Friday, February 12, 2010

Two Northrop Grumman Laser Systems Help Airborne Laser Testbed Turn Science Fiction Into Fact

Two Northrop Grumman Laser Systems Help Airborne Laser Testbed Turn Science Fiction Into Fact
February 12, 2010

REDONDO BEACH, Calif. – Feb.12, 2010 – The Airborne Laser Testbed (ALTB) transitioned from science fiction to directed energy fact Feb. 11 when it put a lethal amount of 'light on target' to destroy a boosting ballistic missile with help from a megawatt-class laser developed by Northrop Grumman Corporation (NYSE:NOC).

While ballistic missiles like the one ALTB destroyed move at speeds of about 4,000 miles per hour, they are no match for a super-heated, high-energy laser beam racing towards it at 670 million mph. The basketball-sized beam was focused on the foreign military asset, as the missile is called officially, for only a few seconds before a stress fracture developed, causing the target to catastrophically split into multiple pieces.

"This experiment shows the incredible potential for directed energy as a premier element in early or ascent phase missile defense,"
said Steve Hixson, vice president of Space and Directed Energy Systems for Northrop Grumman's Aerospace Systems sector. "The demonstration
leaves no doubt whatsoever about ALTB's unprecedented mobility, precision and lethality," he added. Hixson is a former ALTB program manager for the company.

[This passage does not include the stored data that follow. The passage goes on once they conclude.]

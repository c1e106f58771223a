use tracing::debug;

use super::{Column, Task, TaskIdGenerator, TaskTemplate};

/// The whole board: the fixed columns plus the ordered task sequence.
///
/// Sequence order is render order within each column and is what
/// [`Board::reorder_task`] rearranges. Columns do not own their tasks; a task
/// belongs to whichever column its `column_id` names.
#[derive(Debug, Clone, PartialEq, Eq)]
pub struct Board {
    columns: Vec<Column>,
    tasks: Vec<Task>,
    template: TaskTemplate,
    ids: TaskIdGenerator,
    revision: u64,
}

impl Board {
    pub fn new(columns: Vec<Column>, tasks: Vec<Task>, template: TaskTemplate) -> Self {
        Self {
            columns,
            tasks,
            template,
            ids: TaskIdGenerator::default(),
            revision: 0,
        }
    }

    pub fn columns(&self) -> &[Column] {
        &self.columns
    }

    /// Every task in board order, across columns.
    #[cfg(test)]
    pub fn tasks(&self) -> &[Task] {
        &self.tasks
    }

    pub fn column(&self, column_id: &str) -> Option<&Column> {
        self.columns.iter().find(|c| c.id == column_id)
    }

    pub fn task(&self, task_id: &str) -> Option<&Task> {
        self.tasks.iter().find(|t| t.id == task_id)
    }

    fn position(&self, task_id: &str) -> Option<usize> {
        self.tasks.iter().position(|t| t.id == task_id)
    }

    /// Bumped on every mutation that actually changed something.
    pub fn revision(&self) -> u64 {
        self.revision
    }

    /// Tasks of one column in sequence order. Evaluated lazily on each call.
    pub fn tasks_in_column<'a>(&'a self, column_id: &'a str) -> impl Iterator<Item = &'a Task> + 'a {
        self.tasks.iter().filter(move |t| t.column_id == column_id)
    }

    /// Appends a placeholder task to `column_id` and returns its id.
    ///
    /// The column is not checked; passing an unknown id leaves an orphaned task.
    pub fn add_task(&mut self, column_id: &str) -> String {
        let tasks = &self.tasks;
        let id = self.ids.next_id(|candidate| tasks.iter().any(|t| t.id == candidate));
        self.tasks.push(self.template.instantiate(id.clone(), column_id.to_string()));
        self.revision += 1;
        debug!(task_id = %id, column_id, "task added");
        id
    }

    /// Reassigns a task's column without touching its sequence position.
    /// Returns whether anything changed.
    pub fn move_task_to_column(&mut self, task_id: &str, column_id: &str) -> bool {
        let Some(task) = self.tasks.iter_mut().find(|t| t.id == task_id) else {
            debug!(task_id, "move ignored: unknown task");
            return false;
        };
        if task.column_id == column_id {
            return false;
        }
        debug!(task_id, from = %task.column_id, to = column_id, "task moved to column");
        task.column_id = column_id.to_string();
        self.revision += 1;
        true
    }

    /// Moves `task_id` to the sequence slot `target_task_id` occupied before
    /// the move, adopting the target's column. Returns whether anything changed.
    pub fn reorder_task(&mut self, task_id: &str, target_task_id: &str) -> bool {
        if task_id == target_task_id {
            return false;
        }
        let (Some(from), Some(to)) = (self.position(task_id), self.position(target_task_id)) else {
            debug!(task_id, target_task_id, "reorder ignored: unknown task");
            return false;
        };
        if from == to {
            return false;
        }

        let target_column = self.tasks[to].column_id.clone();
        let mut task = self.tasks.remove(from);
        task.column_id = target_column;
        self.tasks.insert(to, task);
        self.revision += 1;
        debug!(task_id, target_task_id, from, to, "task reordered");
        true
    }
}

#[cfg(test)]
pub(crate) fn seed_board() -> Board {
    crate::core::config::BoardConfig::embedded()
        .expect("embedded board config is valid")
        .into_board()
}
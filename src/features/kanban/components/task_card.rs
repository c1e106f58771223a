use leptos::prelude::*;

use crate::features::kanban::hooks::use_drag;
use crate::features::kanban::services::PointerPosition;
use crate::models::Task;

// Card content, shared by the in-column card and the drag overlay
#[component]
pub fn TaskCardBody(#[prop(into)] task: Task) -> impl IntoView {
    let description = task.description.clone();
    let initial = task.assignee_initial();
    let assignee = task.assignee.clone().unwrap_or_default();

    view! {
        <div class="task-card-body">
            <h4 class="task-title">{task.title.clone()}</h4>
            {description.map(|text| view! { <p class="task-description">{text}</p> })}
            <div class="task-meta">
                <span class=format!("priority-badge {}", task.priority.css_class())>
                    {task.priority.as_str()}
                </span>
                {initial.map(|c| view! {
                    <span class="assignee-avatar" title=assignee>{c.to_string()}</span>
                })}
            </div>
        </div>
    }
}

#[component]
pub fn TaskCard(#[prop(into)] task: Task) -> impl IntoView {
    let drag = use_drag();

    let active_id = task.id.clone();
    let hover_id = task.id.clone();
    let press_id = task.id.clone();
    let drop_id = task.id.clone();

    view! {
        <div
            class="task-card"
            class:dragging=move || drag.is_active(&active_id)
            class:drop-target=move || drag.is_over(&hover_id)
            data-drop-id=drop_id
        >
            <span
                class="drag-handle"
                title="Drag to move"
                on:pointerdown=move |ev: leptos::ev::PointerEvent| {
                    if ev.button() != 0 {
                        return;
                    }
                    ev.prevent_default();
                    let at = PointerPosition::new(ev.client_x() as f64, ev.client_y() as f64);
                    drag.press(press_id.clone(), at);
                }
            >
                "⋮⋮"
            </span>
            <TaskCardBody task=task />
        </div>
    }
}
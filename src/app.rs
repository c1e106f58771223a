use leptos::prelude::*;

use crate::core::{BoardConfig, ConfigError};
use crate::pages::Kanban;

#[component]
pub fn App(config: BoardConfig) -> impl IntoView {
    view! {
        <main class="app">
            <Kanban config=config />
        </main>
    }
}

/// Rendered instead of the board when the embedded configuration is unusable.
#[component]
pub fn ConfigErrorView(error: ConfigError) -> impl IntoView {
    view! {
        <main class="app">
            <div class="config-error">
                <h1>"Board unavailable"</h1>
                <p>{error.to_string()}</p>
            </div>
        </main>
    }
}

Northrop Grumman executives said the high-energy Chemical Oxygen Iodine Laser the company provides – the most powerful laser ever
developed for an airborne environment – performed reliably once again with other critical capabilities onboard the U.S. Missile Defense
Agency's ALTB. This includes the low-power, solid-state Beacon Illuminator Laser for atmospheric compensation, a targeting laser Northrop Grumman also supplies for the ALTB system.

"The continued dependable and consistent performance of both laser systems is the result of our dedicated team and its unwavering commitment to develop game-changing technology for our military forces," said Guy Renard, Northrop Grumman's ALTB program manager. "The impressive progress made by the government and industry team during the last three-and-a-half years could not have culminated any more dramatically than this successful experiment."

The experiment, a proof-of-concept demonstration, was the first directed energy lethal intercept demonstration against a liquid-fuel
boosting ballistic missile target from an airborne platform.

Northrop Grumman is under contract to The Boeing Company, ALTB's prime contractor, for the two laser systems. The ALTB is a
modified Boeing 747-400F whose back half holds the high-energy laser. The front section of the aircraft contains the beam control/fire
control system, developed by Lockheed Martin, and the battle management system, provided by Boeing.